DNA samples can be obtained from blood, sperm, and even hair strands with small pieces of tissue at the base. It is clear that DNA fingerprinting will be useful in solving crimes. Several rape suspects have already been convicted in the United States and Great Britain because of DNA fingerprinting showed that their DNA patterns matched blood or sperm samples recovered from their victims. And in at least one case, a wrongly accused person has been set free.
Because humans are animals, too, there is no technical barrier to the insertion of foreign genes into human cells. Many transgenic mammals have been produced by injecting DNA into fertilized ova (eggs) and then transplanting the ova back into a female reproductive tract. This strategy could work with humans as well.

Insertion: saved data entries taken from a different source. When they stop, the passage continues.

//! JSON dataset files.
//!
//! A small columnar text format, mostly useful for tests and for poking at
//! the query engine from the command line:
//!
//! ```text
//! {
//!   "objects": [
//!     {"tree": {"name": "events", "branches": [
//!       {"name": "run", "type": "int32", "values": [1, 1, 2]},
//!       {"name": "energy", "type": "float64", "values": [1.5, 2.5, 3.5]}
//!     ]}},
//!     {"other": {"name": "h1", "class": "TH1F"}}
//!   ]
//! }
//! ```
use std::path::Path;
use std::sync::Arc;

use half::f16;
use serde::Deserialize;
use tracing::debug;

use crate::dataset::{Dataset, DatasetOpener};
use crate::datatype::DataType;
use crate::errors::{Result, StoreError, invalid_data};
use crate::memory::{MemoryColumn, MemoryDataset, MemoryTree};
use crate::scalar::ScalarValue;

#[derive(Debug, Deserialize)]
struct DatasetFile {
    objects: Vec<ObjectSpec>,
}

#[derive(Debug, Deserialize)]
#[serde(rename_all = "lowercase")]
enum ObjectSpec {
    Tree(TreeSpec),
    Other(OtherSpec),
}

#[derive(Debug, Deserialize)]
struct TreeSpec {
    name: String,
    branches: Vec<BranchSpec>,
}

#[derive(Debug, Deserialize)]
struct BranchSpec {
    name: String,
    #[serde(rename = "type")]
    datatype: DataType,
    values: Vec<serde_json::Value>,
}

#[derive(Debug, Deserialize)]
struct OtherSpec {
    name: String,
    class: String,
}

/// Parse a JSON dataset document, naming the resulting dataset `name`.
pub fn dataset_from_json_str(name: &str, json: &str) -> Result<MemoryDataset> {
    let file: DatasetFile = serde_json::from_str(json)?;

    let mut dataset = MemoryDataset::new(name);
    for object in file.objects {
        dataset = match object {
            ObjectSpec::Tree(spec) => {
                let columns = spec
                    .branches
                    .into_iter()
                    .map(|b| {
                        let values = b
                            .values
                            .iter()
                            .map(|v| scalar_from_json(b.datatype, v))
                            .collect::<Result<Vec<_>>>()
                            .map_err(|e| {
                                invalid_data!("branch {:?} of tree {:?}: {e}", b.name, spec.name)
                            })?;
                        Ok(MemoryColumn::new(b.name, b.datatype, values))
                    })
                    .collect::<Result<Vec<_>>>()?;
                dataset.with_tree(Arc::new(MemoryTree::try_new(spec.name, columns)?))
            }
            ObjectSpec::Other(spec) => dataset.with_object(spec.name, spec.class),
        };
    }

    Ok(dataset)
}

fn scalar_from_json(datatype: DataType, value: &serde_json::Value) -> Result<ScalarValue> {
    let mismatch = || invalid_data!("cannot read {value} as {datatype}");

    let int = || value.as_i64().ok_or_else(mismatch);
    let uint = || value.as_u64().ok_or_else(mismatch);
    let float = || value.as_f64().ok_or_else(mismatch);

    Ok(match datatype {
        DataType::Boolean => ScalarValue::Boolean(value.as_bool().ok_or_else(mismatch)?),
        DataType::Int8 => ScalarValue::Int8(int()?.try_into().map_err(|_| mismatch())?),
        DataType::Int16 => ScalarValue::Int16(int()?.try_into().map_err(|_| mismatch())?),
        DataType::Int32 => ScalarValue::Int32(int()?.try_into().map_err(|_| mismatch())?),
        DataType::Int64 => ScalarValue::Int64(int()?),
        DataType::UInt8 => ScalarValue::UInt8(uint()?.try_into().map_err(|_| mismatch())?),
        DataType::UInt16 => ScalarValue::UInt16(uint()?.try_into().map_err(|_| mismatch())?),
        DataType::UInt32 => ScalarValue::UInt32(uint()?.try_into().map_err(|_| mismatch())?),
        DataType::UInt64 => ScalarValue::UInt64(uint()?),
        DataType::Float16 => ScalarValue::Float16(f16::from_f64(float()?)),
        DataType::Float32 => ScalarValue::Float32(float()? as f32),
        DataType::Float64 => ScalarValue::Float64(float()?),
        DataType::Utf8 => ScalarValue::Utf8(value.as_str().ok_or_else(mismatch)?.to_string()),
        DataType::Binary => {
            let bytes = value
                .as_array()
                .ok_or_else(mismatch)?
                .iter()
                .map(|b| {
                    b.as_u64()
                        .and_then(|b| u8::try_from(b).ok())
                        .ok_or_else(mismatch)
                })
                .collect::<Result<Vec<_>>>()?;
            ScalarValue::Binary(bytes)
        }
    })
}

/// Opens JSON dataset files by path.
///
/// The dataset is named by the path exactly as given.
#[derive(Debug, Default, Clone, Copy)]
pub struct FileOpener;

impl DatasetOpener for FileOpener {
    fn open(&self, name: &str) -> Result<Arc<dyn Dataset>> {
        let path = Path::new(name);
        if !path.is_file() {
            return Err(StoreError::UnknownDataset(name.to_string()));
        }
        let json = std::fs::read_to_string(path)?;
        let dataset = dataset_from_json_str(name, &json)?;
        debug!(%name, keys = ?dataset.keys(), "opened dataset file");
        Ok(Arc::new(dataset))
    }
}

#[cfg(test)]
mod tests {
    use std::io::Write;

    use super::*;
    use crate::dataset::DatasetObject;

    const DOC: &str = r#"{
        "objects": [
            {"tree": {"name": "events", "branches": [
                {"name": "run", "type": "int32", "values": [1, 1, 2]},
                {"name": "energy", "type": "float32", "values": [1.5, 2.5, 3.5]},
                {"name": "tag", "type": "string", "values": ["x", "y", "z"]}
            ]}},
            {"other": {"name": "h1", "class": "TH1F"}}
        ]
    }"#;

    #[test]
    fn parse_document() {
        let ds = dataset_from_json_str("doc", DOC).unwrap();
        assert_eq!(vec!["events".to_string(), "h1".to_string()], ds.keys());

        let tree = ds.get("events").unwrap().try_into_tree().unwrap();
        assert_eq!(3, tree.entries());
        assert_eq!(DataType::Float32, tree.branch("energy").unwrap().datatype);

        match ds.get("h1").unwrap() {
            DatasetObject::Other { class, .. } => assert_eq!("TH1F", class),
            other => panic!("unexpected object: {other:?}"),
        }
    }

    #[test]
    fn out_of_range_value() {
        let doc = r#"{"objects": [{"tree": {"name": "t", "branches": [
            {"name": "a", "type": "uint8", "values": [256]}
        ]}}]}"#;
        let err = dataset_from_json_str("doc", doc).unwrap_err();
        assert!(matches!(err, StoreError::InvalidData(_)));
    }

    #[test]
    fn binary_values() {
        let v = scalar_from_json(DataType::Binary, &serde_json::json!([0, 255])).unwrap();
        assert_eq!(ScalarValue::Binary(vec![0, 255]), v);
    }

    #[test]
    fn file_opener() {
        let mut file = tempfile::NamedTempFile::new().unwrap();
        file.write_all(DOC.as_bytes()).unwrap();
        let name = file.path().to_str().unwrap().to_string();

        let ds = FileOpener.open(&name).unwrap();
        assert_eq!(name, ds.name());
        assert!(ds.get("events").is_ok());

        let err = FileOpener.open("/definitely/not/here.json").unwrap_err();
        assert!(matches!(err, StoreError::UnknownDataset(_)));
    }
}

A review of a few of the genetic diseases found in our own species indicates that there is plenty of room for genetic engineering of human cells. Cystic fibrosis, Tay-Sachs disease, and a host of other genetic disorders might be treated by replacing defective genes. The genes for a polypeptide in human hemoglobin have already been inserted into bone marrow cells of mice, suggesting that it might be possible to treat human diseases like sickle cell anemia in the same way.
Despite these possibilities, there are problems, risks, and doubts that have persuaded many scientists that the time is not yet right to carry out these procedures on human beings. Of course it would be marvelous to be able to cure hemophilia or other genetic diseases. But could we be sure that experimentation on humans would involve only diseases? If human cells can be manipulated in this way, should we try to engineer taller people or change their eye color, hair texture, sex, blood type, ear shape? What will happen if we gain the opportunity to design our bodies? What will be the consequences if we develop the ability to "clone" ourselves by making identical genetic copies of our own cells? These are questions that science will rapidly force us to come to grips with.
If we acquire the ability to alter ourselves, we shall also acquire awesome responsibilities. How shall we decide which genes should be transplanted, altered, or redesigned? Who should determine whether experiments with genetic engineering should be done? Scientists? A government agency? The local community?
The purpose of science is to gain a better understanding of the nature of life. The more we understand life, the m ore we shall be able to manipulate it. As our power over nature increases, our society shall have to learn to use wisely the tools that science has given us. And we shall have to develop a thoughtful and ethical consensus of what should and should not be done with the human genome. Scientists alone should not be expected to assume all of the responsibility for these decisions. Society in its entirety should have to deal with these questions. To do anything less would be to lose control of our most precious gifts: our intellect and our humanity.
Research It!
How are we using our new tools of genetic engineering to make transplants more accessible and easier for the people who need them?
You're a Scientist
Choose one of the questions posed regarding human genetic engineering and explore how you would answer that question. Using a Venn Diagram brainstorm the various different points and counterpoints that someone could make. Can you come to a definitive conclusion?